§ Exercise:
Filter the entries below, keeping only lines with the word "Accessory".

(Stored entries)
· · · · ·
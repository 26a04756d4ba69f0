//! Append-only run summary history (`runs.jsonl`), one JSON object per line.
//!
//! Operator forensics only; the engine never reads it back except to trim.

use std::fs::{self, OpenOptions};
use std::io::Write;
use std::path::{Path, PathBuf};

use anyhow::{Context, Result};
use rsb_schemas::RunSummary;

/// Maintenance keeps at most this many lines.
pub const MAX_HISTORY_LINES: usize = 1000;

pub struct RunHistoryStore {
    path: PathBuf,
}

impl RunHistoryStore {
    pub fn new(base_dir: &Path) -> Self {
        Self {
            path: base_dir.join("runs.jsonl"),
        }
    }

    pub fn append(&self, summary: &RunSummary) -> Result<()> {
        if let Some(dir) = self.path.parent() {
            fs::create_dir_all(dir).with_context(|| format!("create dir {}", dir.display()))?;
        }
        let mut line = serde_json::to_string(summary).context("serialize run summary")?;
        line.push('\n');
        let mut file = OpenOptions::new()
            .create(true)
            .append(true)
            .open(&self.path)
            .with_context(|| format!("open {}", self.path.display()))?;
        file.write_all(line.as_bytes())
            .with_context(|| format!("append {}", self.path.display()))?;
        Ok(())
    }

    /// Keep only the newest [`MAX_HISTORY_LINES`] lines. Returns how many
    /// lines were dropped.
    pub fn trim(&self) -> Result<usize> {
        let content = match fs::read_to_string(&self.path) {
            Ok(c) => c,
            Err(e) if e.kind() == std::io::ErrorKind::NotFound => return Ok(0),
            Err(e) => return Err(e).with_context(|| format!("read {}", self.path.display())),
        };
        let lines: Vec<&str> = content.lines().collect();
        if lines.len() <= MAX_HISTORY_LINES {
            return Ok(0);
        }
        let dropped = lines.len() - MAX_HISTORY_LINES;
        let mut kept = lines[dropped..].join("\n");
        kept.push('\n');
        crate::write_atomic(&self.path, kept.as_bytes())?;
        Ok(dropped)
    }
}

#[cfg(test)]
mod tests {
    use super::*;
    use chrono::Utc;
    use rsb_schemas::SyncStats;
    use uuid::Uuid;

    fn summary() -> RunSummary {
        RunSummary {
            sync_id: Uuid::new_v4(),
            started_at: Utc::now(),
            finished_at: Utc::now(),
            stats: SyncStats::default(),
            success_rate: 1.0,
            duration_ms: 5,
            max_last_updated: None,
            error_samples: vec![],
            cancelled: false,
        }
    }

    #[test]
    fn append_accumulates_lines() {
        let dir = tempfile::tempdir().unwrap();
        let store = RunHistoryStore::new(dir.path());
        store.append(&summary()).unwrap();
        store.append(&summary()).unwrap();
        let content = fs::read_to_string(dir.path().join("runs.jsonl")).unwrap();
        assert_eq!(content.lines().count(), 2);
        // Every line parses on its own.
        for line in content.lines() {
            let _: RunSummary = serde_json::from_str(line).unwrap();
        }
    }

    #[test]
    fn trim_keeps_newest() {
        let dir = tempfile::tempdir().unwrap();
        let store = RunHistoryStore::new(dir.path());
        for _ in 0..(MAX_HISTORY_LINES + 5) {
            store.append(&summary()).unwrap();
        }
        let dropped = store.trim().unwrap();
        assert_eq!(dropped, 5);
        let content = fs::read_to_string(dir.path().join("runs.jsonl")).unwrap();
        assert_eq!(content.lines().count(), MAX_HISTORY_LINES);
    }

    #[test]
    fn trim_missing_file_is_ok() {
        let dir = tempfile::tempdir().unwrap();
        let store = RunHistoryStore::new(dir.path());
        assert_eq!(store.trim().unwrap(), 0);
    }
}
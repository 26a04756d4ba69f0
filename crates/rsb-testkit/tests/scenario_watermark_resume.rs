//! Scenario: the watermark equals the max row timestamp and drives
//! incremental coverage.
//!
//! # Invariant under test
//! After a successful run over rows stamped T1 < T2, the watermark is
//! exactly T2 (not the wall clock). A later edit stamping a row T3 > T2 is
//! picked up; rows at or below T2 are not re-processed. The watermark never
//! decreases.

use chrono::Duration;
use rsb_runtime::TickOutcome;
use rsb_testkit::{item_row, TestHarness};

#[tokio::test]
async fn watermark_is_max_last_updated_and_drives_increments() {
    let now = TestHarness::default_now();
    let h = TestHarness::at(now);

    let t1 = now - Duration::hours(5);
    let t2 = now - Duration::hours(2);
    h.rms.seed_items(vec![
        item_row(7, "S7", "C700", t1),
        item_row(8, "S8", "C800", t2),
    ]);

    // First run covers both rows; watermark lands on T2.
    let summary = match h.detector.tick().await.unwrap() {
        TickOutcome::Ran(s) => s,
        other => panic!("expected a run, got {other:?}"),
    };
    assert_eq!(summary.stats.processed, 2);
    let checkpoint = h.ctx.update_checkpoint.read().unwrap().unwrap();
    assert_eq!(checkpoint.last_run_timestamp, t2);

    // Row 7 changes again, stamped T3 > T2.
    let t3 = now - Duration::minutes(30);
    let mut row7 = item_row(7, "S7", "C700", t3);
    row7.quantity = 9;
    h.rms.upsert_item(row7);

    // Only row 7 is re-processed.
    let summary = match h.detector.tick().await.unwrap() {
        TickOutcome::Ran(s) => s,
        other => panic!("expected a run, got {other:?}"),
    };
    assert_eq!(summary.stats.processed, 1);
    assert_eq!(h.commerce.on_hand_for_sku("tee-c700", "S7"), Some(9));

    let checkpoint = h.ctx.update_checkpoint.read().unwrap().unwrap();
    assert_eq!(checkpoint.last_run_timestamp, t3);
}

#[tokio::test]
async fn failed_run_leaves_watermark_untouched() {
    let now = TestHarness::default_now();
    let h = TestHarness::at(now);
    let t_old = now - Duration::hours(6);
    h.rms.seed_items(vec![item_row(1, "A1", "A", t_old)]);

    // Establish a watermark with a clean run.
    h.detector.tick().await.unwrap();
    let before = h.ctx.update_checkpoint.read().unwrap().unwrap();
    assert_eq!(before.last_run_timestamp, t_old);

    // New change (a price edit, so the full upsert path runs), but the run
    // will fail completely.
    let t_new = now - Duration::hours(1);
    let mut row = item_row(1, "A1", "A", t_new);
    row.price = rust_decimal_macros::dec!(12.00);
    h.rms.upsert_item(row);
    h.commerce
        .fail_inventory_times
        .store(u32::MAX, std::sync::atomic::Ordering::SeqCst);
    h.commerce
        .fail_metafields_times
        .store(u32::MAX, std::sync::atomic::Ordering::SeqCst);

    h.detector.tick().await.unwrap();

    let after = h.ctx.update_checkpoint.read().unwrap().unwrap();
    assert_eq!(
        after.last_run_timestamp, t_old,
        "watermark must not advance on a failed run"
    );
}
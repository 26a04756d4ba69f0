//! The in-memory product aggregate built per batch from RMS item rows.
//!
//! A `Product` lives only for the duration of one pipeline pass: the variant
//! grouper builds it, the sync pipeline upserts it, then it is discarded.
//! Nothing here touches the network.

use chrono::{DateTime, Utc};
use rust_decimal::Decimal;
use serde::{Deserialize, Serialize};
use serde_json::{Map, Value};

/// Commerce listing status.
///
/// Invariant: `Active` iff the summed variant inventory is positive.
#[derive(Debug, Clone, Copy, PartialEq, Eq, Serialize, Deserialize)]
pub enum ProductStatus {
    Active,
    Draft,
}

impl ProductStatus {
    pub fn as_str(&self) -> &'static str {
        match self {
            ProductStatus::Active => "ACTIVE",
            ProductStatus::Draft => "DRAFT",
        }
    }

    /// Derive status from total stock (invariant 3b).
    pub fn from_total_stock(total: i64) -> Self {
        if total > 0 {
            ProductStatus::Active
        } else {
            ProductStatus::Draft
        }
    }
}

/// One commerce variant, derived from a single RMS item row.
#[derive(Debug, Clone, Serialize, Deserialize)]
pub struct Variant {
    pub sku: String,
    pub item_id: i64,
    /// Color.
    pub option1: String,
    /// Canonical (normalized) size.
    pub option2: String,
    /// Source size string when normalization changed it; drives the
    /// `rms.talla_original` metafield.
    pub size_original: Option<String>,
    /// Price to write: the sale price while a sale window is active,
    /// the list price otherwise.
    pub price: Decimal,
    /// List price while a sale is active; always greater than `price`
    /// when present.
    pub compare_at_price: Option<Decimal>,
    pub quantity: i32,
    pub barcode: Option<String>,
    /// `(list - sale) / list`, set while a sale window is active.
    pub discount_percent: Option<Decimal>,
    /// Sale window bounds, set together with `discount_percent`.
    pub sale_starts_at: Option<DateTime<Utc>>,
    pub sale_ends_at: Option<DateTime<Utc>>,
    pub last_updated: DateTime<Utc>,
}

impl Variant {
    /// The `(option1, option2)` pair that must be unique within a product.
    pub fn option_key(&self) -> (String, String) {
        (self.option1.clone(), self.option2.clone())
    }
}

/// Time-bounded automatic percentage discount for one product.
#[derive(Debug, Clone, Serialize, Deserialize)]
pub struct DiscountSpec {
    /// Maximum variant discount, rounded to 2 decimals.
    pub percent: Decimal,
    pub starts_at: DateTime<Utc>,
    pub ends_at: DateTime<Utc>,
    /// Deterministic idempotency key derived from the product handle.
    pub external_ref: String,
}

/// Metafield value types actually written by the pipeline.
#[derive(Debug, Clone, Copy, PartialEq, Eq, Serialize, Deserialize)]
pub enum MetafieldType {
    Text,
    Integer,
    Json,
    DateTime,
}

impl MetafieldType {
    pub fn as_str(&self) -> &'static str {
        match self {
            MetafieldType::Text => "single_line_text_field",
            MetafieldType::Integer => "number_integer",
            MetafieldType::Json => "json",
            MetafieldType::DateTime => "date_time",
        }
    }
}

#[derive(Debug, Clone, Serialize, Deserialize)]
pub struct Metafield {
    pub namespace: String,
    pub key: String,
    pub value: String,
    pub value_type: MetafieldType,
}

impl Metafield {
    pub fn text(namespace: &str, key: &str, value: impl Into<String>) -> Self {
        Self {
            namespace: namespace.into(),
            key: key.into(),
            value: value.into(),
            value_type: MetafieldType::Text,
        }
    }

    pub fn integer(namespace: &str, key: &str, value: i64) -> Self {
        Self {
            namespace: namespace.into(),
            key: key.into(),
            value: value.to_string(),
            value_type: MetafieldType::Integer,
        }
    }

    pub fn json(namespace: &str, key: &str, value: &Value) -> Self {
        Self {
            namespace: namespace.into(),
            key: key.into(),
            value: value.to_string(),
            value_type: MetafieldType::Json,
        }
    }

    pub fn datetime(namespace: &str, key: &str, value: DateTime<Utc>) -> Self {
        Self {
            namespace: namespace.into(),
            key: key.into(),
            value: value.to_rfc3339(),
            value_type: MetafieldType::DateTime,
        }
    }
}

/// Broad product family used to pick the attribute schema.
#[derive(Debug, Clone, Copy, PartialEq, Eq, Serialize, Deserialize)]
pub enum ProductKind {
    Footwear,
    Apparel,
    Accessory,
}

/// Typed attribute envelope with a raw bag for forward compatibility.
///
/// RMS rows carry open-ended fields; the typed variants cover what the
/// pipeline acts on, and everything else rides along in `raw` untouched.
#[derive(Debug, Clone, Serialize, Deserialize)]
#[serde(tag = "kind", rename_all = "snake_case")]
pub enum AttributeBag {
    Footwear {
        shoe_size: Option<String>,
        #[serde(default)]
        raw: Map<String, Value>,
    },
    Apparel {
        size_label: Option<String>,
        #[serde(default)]
        raw: Map<String, Value>,
    },
    Accessory {
        #[serde(default)]
        raw: Map<String, Value>,
    },
}

impl AttributeBag {
    pub fn kind(&self) -> ProductKind {
        match self {
            AttributeBag::Footwear { .. } => ProductKind::Footwear,
            AttributeBag::Apparel { .. } => ProductKind::Apparel,
            AttributeBag::Accessory { .. } => ProductKind::Accessory,
        }
    }

    pub fn raw(&self) -> &Map<String, Value> {
        match self {
            AttributeBag::Footwear { raw, .. }
            | AttributeBag::Apparel { raw, .. }
            | AttributeBag::Accessory { raw } => raw,
        }
    }

    /// String field from the raw bag, if present and non-empty.
    pub fn raw_str(&self, key: &str) -> Option<&str> {
        self.raw()
            .get(key)
            .and_then(Value::as_str)
            .filter(|s| !s.is_empty())
    }

    /// The typed size carried by the envelope, when the kind has one.
    pub fn lead_size(&self) -> Option<&str> {
        match self {
            AttributeBag::Footwear { shoe_size, .. } => shoe_size.as_deref(),
            AttributeBag::Apparel { size_label, .. } => size_label.as_deref(),
            AttributeBag::Accessory { .. } => None,
        }
    }
}

/// The per-CCOD aggregate handed to the sync pipeline.
#[derive(Debug, Clone, Serialize, Deserialize)]
pub struct Product {
    /// Normalized CCOD (or the SKU for singleton fallbacks).
    pub key: String,
    pub title: String,
    /// RMS `familia`.
    pub vendor: String,
    /// RMS `categoria`.
    pub product_type: String,
    pub taxonomy_id: Option<String>,
    pub handle: String,
    pub status: ProductStatus,
    pub variants: Vec<Variant>,
    pub metafields: Vec<Metafield>,
    /// Collection names this product belongs to (categoria, familia).
    pub collection_keys: Vec<String>,
    pub discount: Option<DiscountSpec>,
    pub attributes: AttributeBag,
}

impl Product {
    /// Total on-hand stock across variants.
    pub fn total_stock(&self) -> i64 {
        self.variants.iter().map(|v| i64::from(v.quantity)).sum()
    }

    /// Greatest `last_updated` across the rows that built this product.
    pub fn max_last_updated(&self) -> Option<DateTime<Utc>> {
        self.variants.iter().map(|v| v.last_updated).max()
    }
}

#[cfg(test)]
mod tests {
    use super::*;
    use rust_decimal_macros::dec;

    #[test]
    fn status_from_stock() {
        assert_eq!(ProductStatus::from_total_stock(1), ProductStatus::Active);
        assert_eq!(ProductStatus::from_total_stock(0), ProductStatus::Draft);
        assert_eq!(ProductStatus::from_total_stock(-3), ProductStatus::Draft);
    }

    #[test]
    fn metafield_constructors_render_values() {
        let m = Metafield::integer("rms", "item_id", 42);
        assert_eq!(m.value, "42");
        assert_eq!(m.value_type.as_str(), "number_integer");

        let m = Metafield::json("rms", "product_attributes", &serde_json::json!({"a": 1}));
        assert_eq!(m.value, r#"{"a":1}"#);
    }

    #[test]
    fn attribute_bag_tags_by_kind() {
        let bag = AttributeBag::Footwear {
            shoe_size: Some("23.5".into()),
            raw: Map::new(),
        };
        assert_eq!(bag.kind(), ProductKind::Footwear);
        let json = serde_json::to_value(&bag).unwrap();
        assert_eq!(json["kind"], "footwear");
        assert_eq!(json["shoe_size"], "23.5");
    }

    #[test]
    fn unknown_raw_fields_survive_roundtrip() {
        let json = serde_json::json!({
            "kind": "apparel",
            "size_label": "M",
            "raw": {"fit": "slim", "season": "SS25"}
        });
        let bag: AttributeBag = serde_json::from_value(json.clone()).unwrap();
        let back = serde_json::to_value(&bag).unwrap();
        assert_eq!(back["raw"]["fit"], "slim");
        assert_eq!(back["raw"]["season"], "SS25");
    }

    #[test]
    fn variant_option_key_pairs_color_and_size() {
        let v = Variant {
            sku: "A1".into(),
            item_id: 1,
            option1: "Red".into(),
            option2: "23.5".into(),
            size_original: Some("23½".into()),
            price: dec!(10),
            compare_at_price: None,
            quantity: 1,
            barcode: None,
            discount_percent: None,
            sale_starts_at: None,
            sale_ends_at: None,
            last_updated: Utc::now(),
        };
        assert_eq!(v.option_key(), ("Red".into(), "23.5".into()));
    }
}
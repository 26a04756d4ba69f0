//! Deterministic in-memory [`RmsRepository`].

use std::sync::atomic::{AtomicBool, AtomicI64, Ordering};
use std::sync::Mutex;

use async_trait::async_trait;
use chrono::{DateTime, Utc};
use rsb_rms::{FetchFilter, RmsRepository};
use rsb_schemas::{
    CustomerDraft, ItemRow, OrderHeader, OrderLine, SyncError, SyncResult, ORDER_CHANNEL_ONLINE,
};

#[derive(Debug, Clone)]
pub struct StoredOrder {
    pub order_id: i64,
    pub header: OrderHeader,
    pub lines: Vec<OrderLine>,
}

#[derive(Default)]
pub struct MemoryRms {
    items: Mutex<Vec<ItemRow>>,
    customers: Mutex<Vec<(i64, CustomerDraft)>>,
    orders: Mutex<Vec<StoredOrder>>,
    next_id: AtomicI64,
    /// When set, `insert_order_tx` fails at the line stage and persists
    /// nothing — the transactional rollback contract.
    pub fail_order_lines: AtomicBool,
}

impl MemoryRms {
    pub fn new() -> Self {
        Self {
            next_id: AtomicI64::new(1),
            ..Self::default()
        }
    }

    pub fn seed_items(&self, rows: Vec<ItemRow>) {
        self.items.lock().unwrap().extend(rows);
    }

    /// Replace (or add) an item row by item id, as an RMS-side edit would.
    pub fn upsert_item(&self, row: ItemRow) {
        let mut items = self.items.lock().unwrap();
        match items.iter_mut().find(|r| r.item_id == row.item_id) {
            Some(existing) => *existing = row,
            None => items.push(row),
        }
    }

    pub fn seed_customer(&self, id: i64, draft: CustomerDraft) {
        self.customers.lock().unwrap().push((id, draft));
    }

    pub fn orders(&self) -> Vec<StoredOrder> {
        self.orders.lock().unwrap().clone()
    }

    pub fn customers_created(&self) -> usize {
        self.customers.lock().unwrap().len()
    }

    fn next(&self) -> i64 {
        self.next_id.fetch_add(1, Ordering::SeqCst) + 1000
    }
}

#[async_trait]
impl RmsRepository for MemoryRms {
    async fn modified_items(&self, since: DateTime<Utc>, limit: i64) -> SyncResult<Vec<i64>> {
        let items = self.items.lock().unwrap();
        let mut hits: Vec<(DateTime<Utc>, i64)> = items
            .iter()
            .filter(|r| r.last_updated > since)
            .map(|r| (r.last_updated, r.item_id))
            .collect();
        hits.sort();
        Ok(hits
            .into_iter()
            .take(limit.max(0) as usize)
            .map(|(_, id)| id)
            .collect())
    }

    async fn fetch_item_rows(
        &self,
        ids: &[i64],
        filter: &FetchFilter,
    ) -> SyncResult<Vec<ItemRow>> {
        let items = self.items.lock().unwrap();
        Ok(items
            .iter()
            .filter(|r| ids.contains(&r.item_id))
            .filter(|r| filter.include_zero_stock || r.quantity > 0)
            .filter(|r| {
                filter
                    .categoria
                    .as_deref()
                    .map(|c| r.categoria == c)
                    .unwrap_or(true)
            })
            .filter(|r| {
                filter
                    .familia
                    .as_deref()
                    .map(|f| r.familia == f)
                    .unwrap_or(true)
            })
            .cloned()
            .collect())
    }

    async fn lookup_item_id_by_sku(&self, sku: &str) -> SyncResult<Option<i64>> {
        let items = self.items.lock().unwrap();
        Ok(items.iter().find(|r| r.sku == sku).map(|r| r.item_id))
    }

    async fn find_customer_by_email(&self, email: &str) -> SyncResult<Option<i64>> {
        let customers = self.customers.lock().unwrap();
        Ok(customers
            .iter()
            .find(|(_, c)| {
                c.email
                    .as_deref()
                    .map(|e| e.eq_ignore_ascii_case(email))
                    .unwrap_or(false)
            })
            .map(|(id, _)| *id))
    }

    async fn create_customer(&self, draft: &CustomerDraft) -> SyncResult<i64> {
        let id = self.next();
        self.customers.lock().unwrap().push((id, draft.clone()));
        Ok(id)
    }

    async fn insert_order_tx(
        &self,
        header: &OrderHeader,
        lines: &[OrderLine],
    ) -> SyncResult<i64> {
        if self.fail_order_lines.load(Ordering::SeqCst) && !lines.is_empty() {
            // Nothing is persisted: the failed transaction rolled back.
            return Err(SyncError::integrity(
                "db_constraint",
                "insert_order_tx/line: forced failure",
            ));
        }
        let order_id = self.next();
        self.orders.lock().unwrap().push(StoredOrder {
            order_id,
            header: header.clone(),
            lines: lines.to_vec(),
        });
        Ok(order_id)
    }

    async fn has_order_by_reference(&self, reference: &str) -> SyncResult<bool> {
        let orders = self.orders.lock().unwrap();
        Ok(orders.iter().any(|o| {
            o.header.reference_number == reference
                && o.header.channel_type == ORDER_CHANNEL_ONLINE
        }))
    }
}
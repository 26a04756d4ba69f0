//! rsb-daemon entry point.
//!
//! This file is intentionally thin: it loads the environment, sets up
//! tracing and the Prometheus recorder, builds the service context, and
//! hands control to the scheduler. SIGINT/SIGTERM cancel the shutdown
//! token; the in-flight run checkpoints and releases its lock before exit.
//!
//! `rsb-daemon ingest-order <id-or-name>` runs a single order ingestion and
//! prints the structured outcome — the operator-facing entry for the flow
//! that normally arrives through the web-hook surface.

use std::sync::Arc;

use anyhow::{Context, Result};
use rsb_catalog::TaxonomyResolver;
use rsb_checkpoint::{ProgressCheckpointStore, RunHistoryStore, UpdateCheckpointStore};
use rsb_clock::SystemClock;
use rsb_commerce::HttpCommerceClient;
use rsb_config::Settings;
use rsb_limiter::{RateLimiter, RetryPolicy};
use rsb_lock::{LockStore, NullLockStore, RedisLockStore};
use rsb_rms::PgRmsRepository;
use rsb_runtime::{ChangeDetector, OrderIngestPipeline, Scheduler, SyncContext};
use tokio_util::sync::CancellationToken;
use tracing::info;

#[tokio::main]
async fn main() -> Result<()> {
    // Dev convenience; production injects env vars directly.
    let _ = dotenvy::dotenv();

    init_tracing();
    init_metrics();

    let settings = Settings::from_env().context("loading configuration")?;
    let shutdown = CancellationToken::new();
    let ctx = build_context(settings, shutdown.clone()).await?;

    let mut args = std::env::args().skip(1);
    match args.next().as_deref() {
        Some("ingest-order") => {
            let order_ref = args
                .next()
                .context("usage: rsb-daemon ingest-order <id-or-name>")?;
            let pipeline = OrderIngestPipeline::new(ctx);
            let outcome = pipeline.ingest(&order_ref).await?;
            println!("{}", serde_json::to_string_pretty(&outcome)?);
            return Ok(());
        }
        Some(other) => {
            anyhow::bail!("unknown subcommand '{other}' (expected: ingest-order)");
        }
        None => {}
    }

    let detector = Arc::new(ChangeDetector::new(Arc::clone(&ctx)));
    let scheduler = Scheduler::new(Arc::clone(&ctx), detector);

    info!("rsb-daemon started");
    let run = tokio::spawn(async move { scheduler.run().await });

    wait_for_shutdown_signal().await;
    info!("shutdown signal received, draining");
    shutdown.cancel();
    run.await.context("scheduler task panicked")?;
    info!("rsb-daemon stopped");

    Ok(())
}

async fn build_context(
    settings: Settings,
    shutdown: CancellationToken,
) -> Result<Arc<SyncContext>> {
    let rms = PgRmsRepository::connect(&settings.rms_db)
        .await
        .context("connecting to RMS database")?;

    let limiter = Arc::new(RateLimiter::new(settings.commerce.rate_limit_per_second));
    let commerce = HttpCommerceClient::new(
        &settings.commerce,
        settings.sync.call_timeout,
        limiter,
        RetryPolicy::default(),
        shutdown.clone(),
    )
    .context("building commerce client")?;

    let lock_store: Arc<dyn LockStore> = if settings.lock.enabled {
        Arc::new(
            RedisLockStore::connect(&settings.lock.redis_url)
                .await
                .context("connecting to lock store")?,
        )
    } else {
        Arc::new(NullLockStore)
    };

    let checkpoint_dir = settings.checkpoint.file_path.clone();
    Ok(Arc::new(SyncContext {
        clock: Arc::new(SystemClock),
        rms: Arc::new(rms),
        commerce: Arc::new(commerce),
        lock_store,
        taxonomy: Arc::new(TaxonomyResolver::new()),
        update_checkpoint: Arc::new(UpdateCheckpointStore::new(
            &checkpoint_dir,
            settings.checkpoint.success_threshold,
            settings.checkpoint.default_days,
        )),
        progress: Arc::new(ProgressCheckpointStore::new(&checkpoint_dir)),
        history: Arc::new(RunHistoryStore::new(&checkpoint_dir)),
        settings,
        shutdown,
    }))
}

fn init_tracing() {
    tracing_subscriber::fmt()
        .with_env_filter(
            tracing_subscriber::EnvFilter::try_from_default_env().unwrap_or_else(|_| "info".into()),
        )
        .init();
}

/// Prometheus recorder on the default scrape port; a failure here only
/// costs metrics, never the sync.
fn init_metrics() {
    if let Err(err) = metrics_exporter_prometheus::PrometheusBuilder::new().install() {
        tracing::warn!(error = %err, "prometheus exporter not installed");
    }
}

async fn wait_for_shutdown_signal() {
    #[cfg(unix)]
    {
        use tokio::signal::unix::{signal, SignalKind};
        let mut sigterm = match signal(SignalKind::terminate()) {
            Ok(s) => s,
            Err(_) => {
                let _ = tokio::signal::ctrl_c().await;
                return;
            }
        };
        tokio::select! {
            _ = tokio::signal::ctrl_c() => {}
            _ = sigterm.recv() => {}
        }
    }
    #[cfg(not(unix))]
    {
        let _ = tokio::signal::ctrl_c().await;
    }
}
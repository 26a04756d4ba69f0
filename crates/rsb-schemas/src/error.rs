//! Classified error type shared by every component.
//!
//! Remote and repository failures never panic and never surface as bare
//! strings: they carry a machine-readable `code`, a classification
//! ([`ErrorKind`]) that drives retry/abort decisions, and optionally the
//! original response payload for diagnostics.

use serde_json::Value;

pub type SyncResult<T> = Result<T, SyncError>;

/// Failure classification. Drives the retry executor and run-level
/// propagation rules.
#[derive(Debug, Clone, Copy, PartialEq, Eq, Hash)]
pub enum ErrorKind {
    /// Network timeout, 5xx, 429, connection reset, optimistic conflict.
    /// Retried by the retry executor.
    Transient,
    /// Bad input or schema violation. Surfaced per item; never retried.
    Validation,
    /// Unique constraint or missing foreign key. Aborts the order / fails
    /// the product, never the whole run.
    Integrity,
    /// Credential failure. Fatal for the run.
    Auth,
    /// Response shape did not match expectations (unknown/missing field).
    /// Logged with the full payload; the item is skipped.
    SchemaDrift,
    /// Another holder owns the distributed lock. Soft: the tick is skipped.
    LockHeld,
    /// Cooperative stop. Not counted as a failure.
    Cancelled,
}

impl ErrorKind {
    pub fn as_str(&self) -> &'static str {
        match self {
            ErrorKind::Transient => "transient",
            ErrorKind::Validation => "validation",
            ErrorKind::Integrity => "integrity",
            ErrorKind::Auth => "auth",
            ErrorKind::SchemaDrift => "schema_drift",
            ErrorKind::LockHeld => "lock_held",
            ErrorKind::Cancelled => "cancelled",
        }
    }
}

#[derive(Debug, Clone, thiserror::Error)]
#[error("{code}: {message}")]
pub struct SyncError {
    pub kind: ErrorKind,
    /// Stable machine-readable code, e.g. `"http_429"`, `"unknown_sku"`.
    pub code: String,
    pub message: String,
    /// Original remote payload, when one exists. Diagnostics only.
    pub payload: Option<Value>,
    /// Server-requested wait before the next attempt (429 responses).
    pub retry_after_secs: Option<u64>,
}

impl SyncError {
    pub fn new(kind: ErrorKind, code: impl Into<String>, message: impl Into<String>) -> Self {
        Self {
            kind,
            code: code.into(),
            message: message.into(),
            payload: None,
            retry_after_secs: None,
        }
    }

    pub fn transient(code: impl Into<String>, message: impl Into<String>) -> Self {
        Self::new(ErrorKind::Transient, code, message)
    }

    pub fn validation(code: impl Into<String>, message: impl Into<String>) -> Self {
        Self::new(ErrorKind::Validation, code, message)
    }

    pub fn integrity(code: impl Into<String>, message: impl Into<String>) -> Self {
        Self::new(ErrorKind::Integrity, code, message)
    }

    pub fn auth(code: impl Into<String>, message: impl Into<String>) -> Self {
        Self::new(ErrorKind::Auth, code, message)
    }

    pub fn schema_drift(code: impl Into<String>, message: impl Into<String>) -> Self {
        Self::new(ErrorKind::SchemaDrift, code, message)
    }

    pub fn lock_held(name: impl Into<String>) -> Self {
        Self::new(ErrorKind::LockHeld, "lock_held", name)
    }

    pub fn cancelled() -> Self {
        Self::new(ErrorKind::Cancelled, "cancelled", "run cancelled")
    }

    pub fn with_payload(mut self, payload: Value) -> Self {
        self.payload = Some(payload);
        self
    }

    pub fn with_retry_after(mut self, secs: u64) -> Self {
        self.retry_after_secs = Some(secs);
        self
    }

    /// Only `Transient` failures are eligible for another attempt.
    pub fn is_retryable(&self) -> bool {
        self.kind == ErrorKind::Transient
    }

    /// Auth failures terminate the whole run, not just the current item.
    pub fn is_fatal_for_run(&self) -> bool {
        self.kind == ErrorKind::Auth
    }
}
· · · · ·
§ Expected output:
    Accessory,
    Accessory {
            AttributeBag::Accessory { .. } => ProductKind::Accessory,
            | AttributeBag::Accessory { raw } => raw,
            AttributeBag::Accessory { .. } => None,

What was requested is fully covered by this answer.